The process should begin by placing competent and responsible professionals in the leadership positions. Clinicians who will make the right decision regardless of the pressures put on them. The sideline physician and/or ATC (certified athletic trainer) who can determine when a player needs to go to the emergency room, the locker room, or the bench is an invaluable asset to the athlete’s welfare, especially in competitive situations where clinicians may be asked to cut corners or compromise their best judgment when stakes are high. Picture the star quarterback recovering from a concussion the week before a big game. Is he ready to play? Really ready? Can the decision makers restrict their emotions and allegiance to the team and make the right call for the athlete?
No doubt the primary responsibility of clinicians is to diagnose and treat, but our responsibilities do not have to end there. With good clinical care at the high school, college, or professional level, we can influence the physical, emotional, and the economic costs of injuries. These short- and long-term costs should help guide our recommendations, research, and prevention efforts.
Unfortunately, too often it’s the short-term costs of injury that become the focus for most of those involved: players, coaches, family, and teams.

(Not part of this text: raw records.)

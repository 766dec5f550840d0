//! Stage badge styling.

use crate::tracker::domain::Stage;

/// Returns the utility classes used to colour a stage badge.
#[must_use]
pub const fn badge_class(stage: Stage) -> &'static str {
    match stage {
        Stage::Saved => "bg-slate-50 text-slate-700 ring-slate-200",
        Stage::Applied => "bg-blue-50 text-blue-700 ring-blue-200",
        Stage::Oa => "bg-purple-50 text-purple-700 ring-purple-200",
        Stage::Interview => "bg-amber-50 text-amber-800 ring-amber-200",
        Stage::Offer => "bg-emerald-50 text-emerald-700 ring-emerald-200",
        Stage::Rejected => "bg-rose-50 text-rose-700 ring-rose-200",
    }
}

It is the clinician’s responsibility to educate and clarify the implications of injuries and illness, when those are known and the situation is appropriate. An athlete should know the risks for returning to sport 4 months after an anterior cruciate ligament reconstruction if he or she chooses that hazardous course. Athletes and their families should be informed of these realities by clinicians even when all the pressure and “talk” is only about getting back to competition. Athletes deserve to know the likely outcome of their injuries and illnesses, especially the risks and potential complications, and particularly when the prognosis is guarded. How that information is used understandably depends on the athlete and his or her family. Additional concern is certainly warranted with the youngest and most vulnerable athletes.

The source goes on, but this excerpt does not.